全国に先駆けて行われたこの催しに対し、国や他県が関心を集め、1948年(昭和23年)に国民の祝日として「成人の日」が制定。以降、全国各地で新成人を祝う式典が行われるようになったそうだ。なお、蕨市では現在においても「成年式」の名称がそのまま使われている。

成年式の会場である蕨市民会館

市制施行20周年と成人の日制定30周年を記念して建立された「成年式発祥の地記念像」

蕨市教育委員会の担当者に昨今の式典参加率について聞いてみると、「2020年の第74回は52.7%、2021年の第75回は41.0%(コロナ禍のため10月開催)、2022年の第76回は62.7%、2023年の第77回は66.7%と、近年の参加率は上昇傾向にあります」と回答。なお、2024年1月8日に開催された第78回は参加者395名(対象者660名)で出席率59.8%となったものの、地元の新成人が集まり大きな賑わいを見せていた。

そもそも、2021年にはコロナ禍の影響で成人式が取りやめになった地域もあった。2022年以降の出席率が伸びた背景としては、こうしたコロナ禍で抑圧された環境が緩和されたことに加え、成人年齢引き下げというトピックが間近に迫ったことによる話題性の上昇などがあったのかもしれない。

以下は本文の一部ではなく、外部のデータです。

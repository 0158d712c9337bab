//! # lmlibrary - Library Index de LanMusic
//!
//! Catalogue des pistes connues, synchronisé depuis une source externe
//! (fichier local ou service HTTP authentifié par des credentials de
//! session), et état de leur artefact tel que rapporté par le coordinateur.
//!
//! On y trouve aussi l'historique d'écoute et la session de lecture
//! sauvegardée, exposés par l'API du serveur.

pub mod catalog;
pub mod credentials;
pub mod error;
pub mod history;
pub mod library;
pub mod record;
pub mod session;

#[cfg(feature = "lmconfig")]
pub mod config_ext;

pub use catalog::{CatalogSource, FileCatalog, HttpCatalog};
pub use credentials::SessionCredentials;
pub use error::LibraryError;
pub use history::History;
pub use library::{Library, UNKNOWN_ARTIST};
pub use record::LibraryRecord;
pub use session::{PlaylistSession, SessionStore};

#[cfg(feature = "lmconfig")]
pub use config_ext::LibraryConfigExt;
//! Interprétation de l'en-tête `Range` (une seule plage d'octets)

/// Plage d'octets inclusive, déjà bornée à la taille de l'artefact
#[derive(Debug, Clone, Copy, PartialEq, Eq)]
pub struct ByteRange {
    pub start: u64,
    pub end: u64,
}

impl ByteRange {
    /// Nombre d'octets de la plage (jamais nul)
    pub fn length(&self) -> u64 {
        self.end - self.start + 1
    }

    /// Valeur de `Content-Range` pour une réponse 206
    pub fn content_range(&self, size: u64) -> String {
        format!("bytes {}-{}/{}", self.start, self.end, size)
    }
}

/// Ce que la requête demande, une fois confrontée à la taille du fichier
#[derive(Debug, Clone, Copy, PartialEq, Eq)]
pub enum RangeRequest {
    /// Pas d'en-tête, ou en-tête ignoré (malformé, plusieurs plages)
    Full,
    Partial(ByteRange),
    /// Plage hors du fichier : 416
    Unsatisfiable,
}

/// Interprète un en-tête `Range` pour un fichier de `size` octets
///
/// Formes acceptées : `bytes=a-b`, `bytes=a-`, `bytes=-n`. La fin est
/// ramenée à `size - 1`. Les en-têtes malformés ou multi-plages sont
/// ignorés (réponse complète).
pub fn parse_range(header: Option<&str>, size: u64) -> RangeRequest {
    let Some(header) = header else {
        return RangeRequest::Full;
    };
    let Some(spec) = header.trim().strip_prefix("bytes=") else {
        return RangeRequest::Full;
    };
    if spec.contains(',') {
        return RangeRequest::Full;
    }
    let Some((first, last)) = spec.trim().split_once('-') else {
        return RangeRequest::Full;
    };
    let (first, last) = (first.trim(), last.trim());

    match (first.is_empty(), last.is_empty()) {
        // bytes=-n : les n derniers octets
        (true, false) => {
            let Ok(suffix) = last.parse::<u64>() else {
                return RangeRequest::Full;
            };
            if suffix == 0 || size == 0 {
                return RangeRequest::Unsatisfiable;
            }
            RangeRequest::Partial(ByteRange {
                start: size.saturating_sub(suffix),
                end: size - 1,
            })
        }
        // bytes=a- ou bytes=a-b
        (false, _) => {
            let Ok(start) = first.parse::<u64>() else {
                return RangeRequest::Full;
            };
            let end = if last.is_empty() {
                u64::MAX
            } else {
                match last.parse::<u64>() {
                    Ok(end) if end >= start => end,
                    _ => return RangeRequest::Full,
                }
            };
            if start >= size {
                return RangeRequest::Unsatisfiable;
            }
            RangeRequest::Partial(ByteRange {
                start,
                end: end.min(size - 1),
            })
        }
        (true, true) => RangeRequest::Full,
    }
}
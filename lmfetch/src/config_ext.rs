//! Extension pour configurer le Fetcher depuis lmconfig

use crate::command::{CommandFetcher, CommandFetcherSettings};
use anyhow::Result;
use lmconfig::Config;
use std::sync::Arc;
use std::time::Duration;

pub trait FetcherConfigExt {
    /// Lit la section `fetcher` de la configuration
    fn get_fetcher_settings(&self) -> CommandFetcherSettings;

    /// Faut-il lancer `<program> -U` au démarrage ?
    fn get_fetcher_update_on_startup(&self) -> bool;

    /// Crée le fetcher configuré
    fn create_fetcher(&self) -> Result<Arc<CommandFetcher>>;
}

impl FetcherConfigExt for Config {
    fn get_fetcher_settings(&self) -> CommandFetcherSettings {
        let defaults = CommandFetcherSettings::default();

        // `fetcher.args` remplace entièrement le modèle yt-dlp
        let args = match self.get_string_list(&["fetcher", "args"]) {
            args if args.is_empty() => defaults.args,
            args => args,
        };

        CommandFetcherSettings {
            program: self.get_string(&["fetcher", "program"], &defaults.program),
            args,
            extra_args: self.get_string_list(&["fetcher", "extra_args"]),
            audio_format: self.get_string(&["fetcher", "audio_format"], &defaults.audio_format),
            timeout: Duration::from_secs(
                self.get_u64(&["fetcher", "timeout_secs"], defaults.timeout.as_secs()),
            ),
            retries: self.get_u64(&["fetcher", "retries"], defaults.retries as u64) as u32,
        }
    }

    fn get_fetcher_update_on_startup(&self) -> bool {
        self.get_bool(&["fetcher", "update_on_startup"], true)
    }

    fn create_fetcher(&self) -> Result<Arc<CommandFetcher>> {
        let settings = self.get_fetcher_settings();
        if settings.program.trim().is_empty() {
            anyhow::bail!("fetcher.program is empty");
        }
        Ok(Arc::new(CommandFetcher::new(settings)))
    }
}
use crate::track_id::TrackId;
use chrono::{DateTime, Utc};
use serde::Serialize;
use std::path::PathBuf;

#[cfg(feature = "openapi")]
use utoipa::ToSchema;

/// État d'une piste vis-à-vis du cache
///
/// Seuls `Ready` et `Failed` sont persistés. `Fetching` n'existe que
/// pendant un téléchargement et appartient au coordinateur ; `Missing`
/// est l'état de toute piste sans artefact valide.
#[derive(Debug, Clone, Copy, PartialEq, Eq, Serialize)]
#[serde(rename_all = "lowercase")]
#[cfg_attr(feature = "openapi", derive(ToSchema))]
pub enum CacheState {
    Missing,
    Fetching,
    Ready,
    Failed,
}

impl CacheState {
    pub(crate) fn as_db_str(&self) -> &'static str {
        match self {
            CacheState::Missing => "missing",
            CacheState::Fetching => "fetching",
            CacheState::Ready => "ready",
            CacheState::Failed => "failed",
        }
    }

    pub(crate) fn from_db_str(s: &str) -> Option<Self> {
        match s {
            "ready" => Some(CacheState::Ready),
            "failed" => Some(CacheState::Failed),
            _ => None,
        }
    }
}

/// Entrée de cache : une piste et son artefact éventuel
#[derive(Debug, Clone, Serialize)]
#[cfg_attr(feature = "openapi", derive(ToSchema))]
pub struct CacheEntry {
    /// Identifiant de la piste
    pub id: TrackId,
    pub state: CacheState,
    /// Chemin absolu de l'artefact (uniquement quand `Ready`)
    #[cfg_attr(feature = "openapi", schema(value_type = Option<String>))]
    pub path: Option<PathBuf>,
    #[cfg_attr(feature = "openapi", schema(example = 4_194_304))]
    pub size_bytes: u64,
    #[cfg_attr(feature = "openapi", schema(example = "audio/mpeg"))]
    pub content_type: Option<String>,
    pub fetched_at: Option<DateTime<Utc>>,
    /// Dernière erreur (uniquement quand `Failed`)
    pub last_error: Option<String>,
    pub failed_at: Option<DateTime<Utc>>,
    /// Nombre de lectures en streaming
    pub hits: u64,
    pub last_used: Option<DateTime<Utc>>,
    /// Métadonnées libres renvoyées par l'outil de téléchargement
    #[cfg_attr(feature = "openapi", schema(value_type = Option<Object>))]
    pub metadata: Option<serde_json::Value>,
}

impl CacheEntry {
    pub fn is_ready(&self) -> bool {
        self.state == CacheState::Ready
    }

    /// Date de référence pour la politique LRU (dernière lecture, sinon téléchargement).
    pub fn recency(&self) -> Option<DateTime<Utc>> {
        self.last_used.or(self.fetched_at)
    }
}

2024年1月8日に行われた第78回蕨市成年式の様子

最後に式典に参加した蕨市の新成人に話を聞いてみると、「コロナ禍で学生生活に制限があったので、こうして皆で参加できてうれしい」「自立したつもりでいたけど、親が着付けを手伝ってくれて、改めて感謝の気持ちが湧いた」「蕨市は成年式発祥の地なので、ずっと参加したいと思っていた」といった声をはじめ、「久しぶりに地元の友だちと集まれてうれしい」「最初は迷ったけど、友人が行くと言ったので参加した」と、旧友との再会を喜ぶ声が多く聞こえてきた。